• _TASK INSTRUCTIONS_
Write out each line of the records that has "INTO" in it.

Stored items
# # # # # # #
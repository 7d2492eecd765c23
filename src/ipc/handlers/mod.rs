pub mod announcements;
pub mod assignments;
pub mod attempts;
pub mod attendance;
pub mod auth;
pub mod books;
pub mod core;
pub mod courses;
pub mod modules;
pub mod quizzes;
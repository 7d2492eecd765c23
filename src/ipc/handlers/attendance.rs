use crate::ipc::error::{err, ok};
use crate::ipc::types::{AppState, Request};
use chrono::Utc;
use rusqlite::OptionalExtension;
use serde_json::json;
use uuid::Uuid;

fn handle_create_session(state: &mut AppState, req: &Request) -> serde_json::Value {
    let Some(conn) = state.db.as_ref() else {
        return err(&req.id, "no_workspace", "select a workspace first", None);
    };

    let course_id = match req.params.get("courseId").and_then(|v| v.as_str()) {
        Some(v) => v.to_string(),
        None => return err(&req.id, "bad_params", "missing courseId", None),
    };
    let title = match req.params.get("title").and_then(|v| v.as_str()) {
        Some(v) if !v.trim().is_empty() => v.trim().to_string(),
        _ => return err(&req.id, "bad_params", "missing title", None),
    };
    let session_date = match req.params.get("sessionDate").and_then(|v| v.as_str()) {
        Some(v) if !v.trim().is_empty() => v.trim().to_string(),
        _ => return err(&req.id, "bad_params", "missing sessionDate", None),
    };
    let open = req
        .params
        .get("open")
        .and_then(|v| v.as_bool())
        .unwrap_or(true);

    if !super::courses::course_exists(conn, &course_id) {
        return err(&req.id, "not_found", "course not found", None);
    }

    // Auto-generate a six digit code when the instructor leaves it blank.
    let access_code = match req
        .params
        .get("accessCode")
        .and_then(|v| v.as_str())
        .map(|s| s.trim().to_string())
        .filter(|s| !s.is_empty())
    {
        Some(code) => code,
        None => {
            let ts = Utc::now().timestamp().to_string();
            ts[ts.len().saturating_sub(6)..].to_string()
        }
    };

    let session_id = Uuid::new_v4().to_string();
    if let Err(e) = conn.execute(
        "INSERT INTO attendance_sessions(id, course_id, title, session_date, access_code, is_open, created_at)
         VALUES(?, ?, ?, ?, ?, ?, ?)",
        (
            &session_id,
            &course_id,
            &title,
            &session_date,
            &access_code,
            if open { 1 } else { 0 },
            Utc::now().to_rfc3339(),
        ),
    ) {
        return err(
            &req.id,
            "db_insert_failed",
            e.to_string(),
            Some(json!({ "table": "attendance_sessions" })),
        );
    }

    let _ = super::announcements::post_system(
        conn,
        &course_id,
        "Attendance session opened",
        &format!("Session **{}** on {} is now open.", title, session_date),
    );

    ok(
        &req.id,
        json!({ "sessionId": session_id, "accessCode": access_code }),
    )
}

fn handle_list_sessions(state: &mut AppState, req: &Request) -> serde_json::Value {
    let Some(conn) = state.db.as_ref() else {
        return ok(&req.id, json!({ "sessions": [] }));
    };

    let course_id = match req.params.get("courseId").and_then(|v| v.as_str()) {
        Some(v) => v.to_string(),
        None => return err(&req.id, "bad_params", "missing courseId", None),
    };

    let mut stmt = match conn.prepare(
        "SELECT
           s.id,
           s.title,
           s.session_date,
           s.access_code,
           s.is_open,
           (SELECT COUNT(*) FROM attendance_logs l WHERE l.session_id = s.id) AS present_count
         FROM attendance_sessions s
         WHERE s.course_id = ?
         ORDER BY s.created_at DESC",
    ) {
        Ok(s) => s,
        Err(e) => return err(&req.id, "db_query_failed", e.to_string(), None),
    };

    let rows = stmt
        .query_map([&course_id], |row| {
            let id: String = row.get(0)?;
            let title: String = row.get(1)?;
            let session_date: String = row.get(2)?;
            let access_code: String = row.get(3)?;
            let is_open: i64 = row.get(4)?;
            let present_count: i64 = row.get(5)?;
            Ok(json!({
                "id": id,
                "title": title,
                "sessionDate": session_date,
                "accessCode": access_code,
                "isOpen": is_open != 0,
                "presentCount": present_count
            }))
        })
        .and_then(|it| it.collect::<Result<Vec<_>, _>>());

    match rows {
        Ok(sessions) => ok(&req.id, json!({ "sessions": sessions })),
        Err(e) => err(&req.id, "db_query_failed", e.to_string(), None),
    }
}

fn handle_set_open(state: &mut AppState, req: &Request) -> serde_json::Value {
    let Some(conn) = state.db.as_ref() else {
        return err(&req.id, "no_workspace", "select a workspace first", None);
    };

    let session_id = match req.params.get("sessionId").and_then(|v| v.as_str()) {
        Some(v) => v.to_string(),
        None => return err(&req.id, "bad_params", "missing sessionId", None),
    };
    let open = match req.params.get("open").and_then(|v| v.as_bool()) {
        Some(v) => v,
        None => return err(&req.id, "bad_params", "missing open", None),
    };

    let changed = match conn.execute(
        "UPDATE attendance_sessions SET is_open = ? WHERE id = ?",
        (if open { 1 } else { 0 }, &session_id),
    ) {
        Ok(n) => n,
        Err(e) => return err(&req.id, "db_update_failed", e.to_string(), None),
    };
    if changed == 0 {
        return err(&req.id, "not_found", "session not found", None);
    }

    ok(&req.id, json!({ "ok": true }))
}

fn handle_mark(state: &mut AppState, req: &Request) -> serde_json::Value {
    let Some(conn) = state.db.as_ref() else {
        return err(&req.id, "no_workspace", "select a workspace first", None);
    };

    let session_id = match req.params.get("sessionId").and_then(|v| v.as_str()) {
        Some(v) => v.to_string(),
        None => return err(&req.id, "bad_params", "missing sessionId", None),
    };
    let student_id = match req.params.get("studentId").and_then(|v| v.as_str()) {
        Some(v) => v.to_string(),
        None => return err(&req.id, "bad_params", "missing studentId", None),
    };
    let supplied = req
        .params
        .get("accessCode")
        .and_then(|v| v.as_str())
        .unwrap_or("")
        .trim()
        .to_string();

    let row = conn
        .query_row(
            "SELECT access_code, is_open FROM attendance_sessions WHERE id = ?",
            [&session_id],
            |r| Ok((r.get::<_, String>(0)?, r.get::<_, i64>(1)?)),
        )
        .optional();
    let (expected, is_open) = match row {
        Ok(Some(v)) => v,
        Ok(None) => return err(&req.id, "not_found", "session not found", None),
        Err(e) => return err(&req.id, "db_query_failed", e.to_string(), None),
    };

    if is_open == 0 {
        return err(&req.id, "session_closed", "this session is closed", None);
    }
    if supplied != expected.trim() {
        return err(&req.id, "bad_access_code", "wrong attendance code", None);
    }

    let already: Option<i64> = match conn
        .query_row(
            "SELECT 1 FROM attendance_logs WHERE session_id = ? AND student_id = ?",
            (&session_id, &student_id),
            |r| r.get(0),
        )
        .optional()
    {
        Ok(v) => v,
        Err(e) => return err(&req.id, "db_query_failed", e.to_string(), None),
    };
    if already.is_some() {
        return err(
            &req.id,
            "already_marked",
            "attendance already recorded for this session",
            None,
        );
    }

    if let Err(e) = conn.execute(
        "INSERT INTO attendance_logs(id, session_id, student_id, marked_at) VALUES(?, ?, ?, ?)",
        (
            Uuid::new_v4().to_string(),
            &session_id,
            &student_id,
            Utc::now().to_rfc3339(),
        ),
    ) {
        return err(
            &req.id,
            "db_insert_failed",
            e.to_string(),
            Some(json!({ "table": "attendance_logs" })),
        );
    }

    ok(&req.id, json!({ "ok": true }))
}

fn handle_logs(state: &mut AppState, req: &Request) -> serde_json::Value {
    let Some(conn) = state.db.as_ref() else {
        return ok(&req.id, json!({ "logs": [] }));
    };

    let session_id = match req.params.get("sessionId").and_then(|v| v.as_str()) {
        Some(v) => v.to_string(),
        None => return err(&req.id, "bad_params", "missing sessionId", None),
    };

    let mut stmt = match conn.prepare(
        "SELECT u.id, u.name, l.marked_at
         FROM attendance_logs l
         JOIN users u ON u.id = l.student_id
         WHERE l.session_id = ?
         ORDER BY l.marked_at",
    ) {
        Ok(s) => s,
        Err(e) => return err(&req.id, "db_query_failed", e.to_string(), None),
    };

    let rows = stmt
        .query_map([&session_id], |row| {
            let student_id: String = row.get(0)?;
            let name: String = row.get(1)?;
            let marked_at: String = row.get(2)?;
            Ok(json!({
                "studentId": student_id,
                "name": name,
                "markedAt": marked_at
            }))
        })
        .and_then(|it| it.collect::<Result<Vec<_>, _>>());

    match rows {
        Ok(logs) => ok(&req.id, json!({ "logs": logs })),
        Err(e) => err(&req.id, "db_query_failed", e.to_string(), None),
    }
}

pub fn try_handle(state: &mut AppState, req: &Request) -> Option<serde_json::Value> {
    match req.method.as_str() {
        "attendance.createSession" => Some(handle_create_session(state, req)),
        "attendance.listSessions" => Some(handle_list_sessions(state, req)),
        "attendance.setOpen" => Some(handle_set_open(state, req)),
        "attendance.mark" => Some(handle_mark(state, req)),
        "attendance.logs" => Some(handle_logs(state, req)),
        _ => None,
    }
}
# # # # # # #
• _ANSWER TO THIS EXERCISE_
        "INSERT INTO attendance_sessions(id, course_id, title, session_date, access_code, is_open, created_at)
        "INSERT INTO attendance_logs(id, session_id, student_id, marked_at) VALUES(?, ?, ?, ?)",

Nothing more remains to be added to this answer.